SecurityProfileConsistency Class
Abblix.Oidc.Server
Abblix.Oidc.Server.Features.ClientInformation
SecurityProfileConsistency Class
Checks whether a client's configuration can actually satisfy the profile it selects, so a contradiction surfaces loudly at registration or startup instead of as a per-request rejection the operator has to reverse-engineer. The runtime validators already tighten a request to the profile; this is the fail-loud companion that catches static configuration that can never produce a conformant flow in the first place.
public static class SecurityProfileConsistency
Inheritance System.Object → SecurityProfileConsistency
Methods
SecurityProfileConsistency.FindViolations(IReadOnlyList<string[]>, ClientSecurityProfile) Method
Returns the human-readable violations that prevent a client with the given registered response types from satisfying the effective profile, or an empty list when the configuration is self-consistent. The check operates on response types because that is the one part of a FAPI client the profile cannot silently fix at request time: a client that never permits the authorization-code response type, or that permits an implicit/hybrid one, is misconfigured rather than merely tightened.
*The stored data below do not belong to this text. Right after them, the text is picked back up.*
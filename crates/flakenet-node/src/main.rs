//! Flakenet node -- levin p2p connection scheduler.
//!
//! Usage:
//!   flakenet-node                            # Run with default config
//!   flakenet-node --config path.toml         # Run with custom config
//!   flakenet-node probe 188.35.187.49:12560  # One-shot handshake probe

use std::path::PathBuf;
use std::time::{Duration, SystemTime, UNIX_EPOCH};

use clap::{Parser, Subcommand};

use flakenet_levin::Connection;
use flakenet_node::config::NodeConfig;
use flakenet_p2p::{
    BasicNodeData, CoreSyncData, HandshakeRequest, HandshakeResponse, Node, PingRequest,
    PingResponse, SupportFlagsRequest, SupportFlagsResponse, COMMAND_HANDSHAKE, COMMAND_PING,
    COMMAND_SUPPORT_FLAGS,
};

#[derive(Parser)]
#[command(name = "flakenet-node", about = "Flakenet p2p node")]
struct Cli {
    /// Path to config file
    #[arg(short, long, default_value = "flakenet.toml")]
    config: PathBuf,

    #[command(subcommand)]
    command: Option<Commands>,
}

#[derive(Subcommand)]
enum Commands {
    /// Run the node (default)
    Run,
    /// Handshake with one peer and print what it reports
    Probe {
        /// Peer address, e.g. 188.35.187.49:12560
        address: String,
    },
}

#[tokio::main]
async fn main() -> anyhow::Result<()> {
    tracing_subscriber::fmt()
        .with_env_filter(
            tracing_subscriber::EnvFilter::try_from_default_env()
                .unwrap_or_else(|_| "flakenet_node=info,flakenet_p2p=info".into()),
        )
        .init();

    let cli = Cli::parse();
    let cfg = NodeConfig::load_or_default(&cli.config)?;

    match cli.command {
        Some(Commands::Probe { address }) => probe(&cfg, &address).await,
        Some(Commands::Run) | None => run_node(cfg).await,
    }
}

async fn run_node(cfg: NodeConfig) -> anyhow::Result<()> {
    tracing::info!(
        version = env!("CARGO_PKG_VERSION"),
        network_id = %cfg.p2p.network_id,
        seeds = cfg.p2p.seed_nodes.len(),
        max_out = cfg.p2p.max_out_connections,
        "starting flakenet-node"
    );

    let mut node = Node::start(cfg.p2p);
    tracing::info!(
        peer_id = format_args!("{:016x}", node.peer_id()),
        "scheduler running, press Ctrl-C to stop"
    );

    tokio::signal::ctrl_c().await?;
    tracing::info!("shutting down...");
    node.stop().await;
    tracing::info!("shutdown complete");
    Ok(())
}

/// Dial one peer, handshake, and print everything it reports.
async fn probe(cfg: &NodeConfig, address: &str) -> anyhow::Result<()> {
    const PROBE_TIMEOUT: Duration = Duration::from_secs(10);

    let local_time = SystemTime::now().duration_since(UNIX_EPOCH)?.as_secs();
    let connection = Connection::connect(address).await?;

    let request = HandshakeRequest {
        node_data: BasicNodeData {
            local_time,
            my_port: 0,
            network_id: cfg.p2p.network_id.clone(),
            peer_id: rand::random(),
        },
        payload_data: CoreSyncData::default(),
    };
    let (code, response): (i32, HandshakeResponse) = connection
        .invoke(COMMAND_HANDSHAKE, &request, PROBE_TIMEOUT)
        .await?;

    println!("peer:       {address}");
    println!("return:     {code}");
    println!("network_id: {}", response.node_data.network_id);
    println!("peer_id:    {:016x}", response.node_data.peer_id);
    println!("height:     {}", response.payload_data.current_height);
    println!("difficulty: {}", response.payload_data.cumulative_difficulty);
    println!("top_id:     {}", hex::encode(&response.payload_data.top_id));
    println!("peers:      {}", response.peers.len());

    let (_, flags): (i32, SupportFlagsResponse) = connection
        .invoke(COMMAND_SUPPORT_FLAGS, &SupportFlagsRequest, PROBE_TIMEOUT)
        .await?;
    println!("flags:      {:#x}", flags.support_flags);

    let (_, pong): (i32, PingResponse) = connection
        .invoke(COMMAND_PING, &PingRequest, PROBE_TIMEOUT)
        .await?;
    println!("ping:       {} ({:016x})", pong.status, pong.peer_id);

    connection.close().await;
    Ok(())
}
//! Width-tagged variable-length integers.
//!
//! The low 2 bits of the first byte select the encoded width (0 = 8-bit,
//! 1 = 16-bit, 2 = 32-bit, 3 = 64-bit); the remaining bits hold the value
//! shifted left by 2. Little-endian throughout. Encoding always picks the
//! smallest width that fits, so 62 bits is the ceiling.

use bytes::BufMut;

use crate::error::{Result, StorageError};

const WIDTH_8: u8 = 0;
const WIDTH_16: u8 = 1;
const WIDTH_32: u8 = 2;
const WIDTH_64: u8 = 3;

/// Largest encodable value.
pub const MAX_VARINT: u64 = (1 << 62) - 1;

pub fn write_varint(buf: &mut impl BufMut, value: u64) -> Result<()> {
    if value <= 0x3f {
        buf.put_u8((value as u8) << 2 | WIDTH_8);
    } else if value <= 0x3fff {
        buf.put_u16_le((value as u16) << 2 | WIDTH_16 as u16);
    } else if value <= 0x3fff_ffff {
        buf.put_u32_le((value as u32) << 2 | WIDTH_32 as u32);
    } else if value <= MAX_VARINT {
        buf.put_u64_le(value << 2 | WIDTH_64 as u64);
    } else {
        return Err(StorageError::VarintTooLarge { value });
    }
    Ok(())
}

pub fn read_varint(input: &mut &[u8]) -> Result<u64> {
    let first = take(input, 1)?[0];
    let value = match first & 0x3 {
        WIDTH_8 => u64::from(first) >> 2,
        WIDTH_16 => {
            let rest = take(input, 1)?;
            u64::from(u16::from_le_bytes([first, rest[0]])) >> 2
        }
        WIDTH_32 => {
            let rest = take(input, 3)?;
            u64::from(u32::from_le_bytes([first, rest[0], rest[1], rest[2]])) >> 2
        }
        _ => {
            let rest = take(input, 7)?;
            let mut raw = [0u8; 8];
            raw[0] = first;
            raw[1..].copy_from_slice(rest);
            u64::from_le_bytes(raw) >> 2
        }
    };
    Ok(value)
}

/// Split `n` bytes off the front of `input`, or fail on a short buffer.
pub(crate) fn take<'a>(input: &mut &'a [u8], n: usize) -> Result<&'a [u8]> {
    if input.len() < n {
        return Err(StorageError::UnexpectedEof);
    }
    let (head, rest) = input.split_at(n);
    *input = rest;
    Ok(head)
}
public static System.Collections.Generic.IReadOnlyList<string> FindViolations(System.Collections.Generic.IReadOnlyList<string[]> allowedResponseTypes, Abblix.Oidc.Server.Common.Constants.ClientSecurityProfile profile);
Parameters
allowedResponseTypes System.Collections.Generic.IReadOnlyList<System.String[]>
The response-type combinations the client is registered for.
profile ClientSecurityProfile
The effective profile governing the client.